Marwan
Barghouthi fait le V de la victoire après avoir été condamné par la
justice israélienne, le 29 septembre 2003, à Tel Aviv (Photo archives)
Etre emprisonné en Israël depuis 14 ans n'a pas empêché le dirigeant palestinien Marwan Barghouthi de triompher ce week-end à l'élection du Fatah et d'apparaître ainsi comme un successeur possible au président Mahmud Abbas.
A 57 ans, ce partisan de la lutte armée contre les Israéliens a pu vérifier dimanche sa forte popularité en étant réélu haut la main --avec plus de 70% des voix exprimées-- au Comité central du parti palestinien réuni en congrès à Ramallah.
"Après 14 ans en prison, Marwan a plus d'influence que jamais", s'est récemment félicité son épouse Fedwa, elle aussi cadre dirigeant du Fatah, dans un entretien à l'AFP. "Il a réussi à faire échouer le plan israélien pour le faire taire et l'isoler de la rue et de la politique palestinienne".
Cet homme de petite taille et au visage rond barré d'une moustache avait été propulsé sur le devant de la scène par la deuxième Intifada, le soulèvement palestinien de 2000 à 2005, dont il est considéré comme l'un des inspirateurs. Reconnu coupable par l'Etat hébreu d'implication dans des attentats, il avait été condamné en 2004 à cinq peines de prison à vie et reste considéré par beaucoup d'Israéliens comme un "terroriste".
Ce diplômé en sciences politiques, père de quatre enfants, n'a jamais caché son soutien à la lutte armée pour mettre fin à près d'un demi-siècle d'occupation israélienne des Territoires palestiniens, tout en se déclarant opposé à des attentats aveugles et en prêchant pour la solution à deux Etats, palestinien et israélien vivant en paix.
Lors de son procès, qu'il voulait celui de l'occupation, Marwan Barghouthi avait répondu à l'annonce de sa peine que l'Intifada se poursuivrait en faisant le "V" de la victoire.
Son portrait, poignets menottés mais ses doigts formant ce "V", s'étale aujourd'hui encore partout dans les Territoires occupés et notamment, symbole fort, sur le Mur construit par les Israéliens alors qu'il entrait en prison qui enserre la Cisjordanie.

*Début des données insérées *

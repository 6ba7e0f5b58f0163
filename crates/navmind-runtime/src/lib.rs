//! `navmind-runtime` – The Planning Engine
//!
//! Turns inbound natural-language directives into bounded velocity commands
//! and keeps the outbound command stream alive on a fixed cadence.
//!
//! # Modules
//!
//! - [`bridge`] – [`MotionBridge`][bridge::MotionBridge]:
//!   the orchestrator.  Owns the [`CommandArbiter`][navmind_kernel::CommandArbiter],
//!   drives the instruction pipeline (complete → extract → clamp → set), runs
//!   the fixed-rate publish loop, and exposes the explicit stop operation.
//! - [`completion`] – [`CompletionClient`][completion::CompletionClient]:
//!   an OpenAI-compatible chat-completions client.  One attempt per
//!   directive, caller-configured timeout, optional bearer auth, and an
//!   optional structured-output hint built from the
//!   [`VelocityPayload`][navmind_types::VelocityPayload] JSON Schema.
//! - [`extract`] – [`extract_payload`][extract::extract_payload]:
//!   locates and parses the JSON object embedded in a possibly-wrapped
//!   completion response.
//! - [`clamp`] – [`clamp_velocity`][clamp::clamp_velocity]:
//!   pure per-axis saturation of an untrusted payload into a
//!   [`VelocityCommand`][navmind_types::VelocityCommand].  Never fails; bad
//!   input degrades to zero components.
//! - [`telemetry`] – [`init_tracing`][telemetry::init_tracing]:
//!   initialises the global `tracing` subscriber with an optional OTLP span
//!   exporter.  Set `OTEL_EXPORTER_OTLP_ENDPOINT` to enable live trace
//!   export to an OTLP-compatible collector.

pub mod bridge;
pub mod clamp;
pub mod completion;
pub mod extract;
pub mod telemetry;

pub use bridge::{BridgeConfig, MotionBridge};
pub use clamp::{clamp_axis, clamp_velocity};
pub use completion::{CompletionClient, CompletionError, CompletionOptions, DEFAULT_SYSTEM_PROMPT};
pub use extract::extract_payload;
pub use telemetry::{TracerProviderGuard, init_tracing};

// Re-export the arbiter so orchestration code can hold and wire it without an
// additional explicit dependency on navmind-kernel.
pub use navmind_kernel::CommandArbiter;
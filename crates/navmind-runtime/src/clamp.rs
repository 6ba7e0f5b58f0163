//! Pure clamping of an untrusted planner payload into a bounded command.
//!
//! The payload comes straight from a remote model, so nothing about its shape
//! can be trusted.  Every lookup degrades to `0.0` rather than erroring:
//! indexing a non-object [`serde_json::Value`] yields `Null`, and `Null`
//! reads as no value.  The result is that a malformed reply produces a zero
//! command, never a fault.

use navmind_types::{SpeedLimits, Vector3, VelocityCommand};
use serde_json::Value;

/// Saturate `value` into `[-limit, +limit]`.
///
/// A limit of zero or below fully disables the axis: the result is `0.0`
/// regardless of the input's magnitude or sign.
pub fn clamp_axis(value: f64, limit: f64) -> f64 {
    if limit <= 0.0 {
        return 0.0;
    }
    value.clamp(-limit, limit)
}

/// Convert an untrusted payload into a bounded [`VelocityCommand`] plus the
/// planner's optional trimmed comment.
///
/// Reads `linear.x`, `linear.y` and `angular.z`; all other components are
/// pinned to zero (unused axes on this platform).  `linear.y` is forced to
/// zero whenever lateral motion is disabled, independent of its limit.
/// A comment that is not a string, or trims to nothing, yields `None`.
pub fn clamp_velocity(payload: &Value, limits: &SpeedLimits) -> (VelocityCommand, Option<String>) {
    let linear_x = payload["linear"]["x"].as_f64().unwrap_or(0.0);
    let linear_y = payload["linear"]["y"].as_f64().unwrap_or(0.0);
    let angular_z = payload["angular"]["z"].as_f64().unwrap_or(0.0);

    let command = VelocityCommand {
        linear: Vector3::new(
            clamp_axis(linear_x, limits.max_linear),
            if limits.allow_lateral {
                clamp_axis(linear_y, limits.max_lateral)
            } else {
                0.0
            },
            0.0,
        ),
        angular: Vector3::new(0.0, 0.0, clamp_axis(angular_z, limits.max_angular)),
    };

    let comment = payload["comment"]
        .as_str()
        .map(str::trim)
        .filter(|c| !c.is_empty())
        .map(String::from);

    (command, comment)
}

#[cfg(test)]
mod tests {
    use super::*;
    use serde_json::json;

    fn limits() -> SpeedLimits {
        SpeedLimits {
            max_linear: 0.6,
            max_lateral: 0.2,
            max_angular: 1.2,
            allow_lateral: false,
        }
    }

    #[test]
    fn value_within_limit_passes_through() {
        assert_eq!(clamp_axis(0.4, 0.6), 0.4);
        assert_eq!(clamp_axis(-0.6, 0.6), -0.6);
    }

    #[test]
    fn value_over_limit_is_clipped() {
        assert_eq!(clamp_axis(0.9, 0.6), 0.6);
        assert_eq!(clamp_axis(-7.5, 0.6), -0.6);
    }

    #[test]
    fn zero_or_negative_limit_disables_axis() {
        assert_eq!(clamp_axis(100.0, 0.0), 0.0);
        assert_eq!(clamp_axis(-100.0, 0.0), 0.0);
        assert_eq!(clamp_axis(0.5, -1.0), 0.0);
    }

    #[test]
    fn forward_request_over_limit_is_clipped() {
        let payload = json!({"linear": {"x": 0.9, "y": 0.0}, "angular": {"z": 0.0}});
        let (cmd, _) = clamp_velocity(&payload, &limits());
        assert_eq!(cmd.linear.x, 0.6);
    }

    #[test]
    fn lateral_forced_to_zero_when_disabled() {
        let payload = json!({"linear": {"x": 0.0, "y": 0.15}});
        let (cmd, _) = clamp_velocity(&payload, &limits());
        assert_eq!(cmd.linear.y, 0.0);
    }

    #[test]
    fn lateral_clamped_when_enabled() {
        let mut lim = limits();
        lim.allow_lateral = true;
        let payload = json!({"linear": {"y": 0.5}});
        let (cmd, _) = clamp_velocity(&payload, &lim);
        assert_eq!(cmd.linear.y, 0.2);
    }

    #[test]
    fn unused_axes_are_always_zero() {
        let payload = json!({
            "linear":  {"x": 0.1, "y": 0.1, "z": 3.0},
            "angular": {"x": 3.0, "y": 3.0, "z": 0.4}
        });
        let mut lim = limits();
        lim.allow_lateral = true;
        let (cmd, _) = clamp_velocity(&payload, &lim);
        assert_eq!(cmd.linear.z, 0.0);
        assert_eq!(cmd.angular.x, 0.0);
        assert_eq!(cmd.angular.y, 0.0);
        assert_eq!(cmd.angular.z, 0.4);
    }

    #[test]
    fn missing_fields_default_to_zero() {
        let (cmd, comment) = clamp_velocity(&json!({}), &limits());
        assert!(cmd.is_zero());
        assert!(comment.is_none());
    }

    #[test]
    fn non_object_axes_are_treated_as_empty() {
        let payload = json!({"linear": "fast", "angular": 42});
        let (cmd, _) = clamp_velocity(&payload, &limits());
        assert!(cmd.is_zero());
    }

    #[test]
    fn malformed_numeric_field_reads_as_zero() {
        let payload = json!({"linear": {"x": "quick"}, "angular": {"z": true}});
        let (cmd, _) = clamp_velocity(&payload, &limits());
        assert!(cmd.is_zero());
    }

    #[test]
    fn comment_is_trimmed() {
        let payload = json!({"comment": "  rolling forward  "});
        let (_, comment) = clamp_velocity(&payload, &limits());
        assert_eq!(comment.as_deref(), Some("rolling forward"));
    }

    #[test]
    fn non_string_or_blank_comment_yields_none() {
        let (_, c1) = clamp_velocity(&json!({"comment": 7}), &limits());
        let (_, c2) = clamp_velocity(&json!({"comment": "   "}), &limits());
        let (_, c3) = clamp_velocity(&json!({}), &limits());
        assert!(c1.is_none());
        assert!(c2.is_none());
        assert!(c3.is_none());
    }
}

Depuis les différentes prisons où il est régulièrement transféré, il publie des lettres ouvertes. "On nous a dit qu'en ayant recours aux moyens pacifiques et aux cadres diplomatiques et politiques, nous engrangerions le soutien de la communauté internationale pour mettre fin à l'occupation. Et pourtant (...) la communauté internationale n'a pas réussi à adopter une seule mesure significative", accuse-t-il dans l'une d'elles.
Il y dit "plaider pour une paix fondée sur le droit international et les résolutions de l'ONU" mais affirme avoir "vu Israël détruire méthodiquement cette perspective année après année".
Depuis son arrestation en 2002, M. Barghouthi a vu sa popularité monter en flèche, au point d'apparaître comme un successeur potentiel à Yasser Arafat avant même sa mort en 2004.
Aujourd'hui, M. Abbas, 81 ans, est de plus en plus contesté. Selon un récent sondage, plus de deux tiers des Palestiniens veulent sa démission.
En cas de présidentielle opposant Abbas, Barghouthi et le chef du Hamas à Gaza, Ismaïl Haniyeh, Barghouthi l'emporterait avec 41% des voix, contre 33% pour l'islamiste et 21% pour le président actuel, poursuit le sondage du Palestinian Center for Policy and Survey Research (PSR).
Marwan Barghouthi demeure avec sa fougue, son sens aigu de la formule et son humour décapant, capable de mobiliser les foules. Il est le seul, dit-on, qui puisse espérer mettre un terme à la division consacrée par la violente prise de pouvoir du Hamas à Gaza en 2007.
Il s'était porté candidat depuis sa prison à la présidentielle de 2005 pour défier la "vieille garde" du Fatah, avant de renoncer et de soutenir M. Abbas.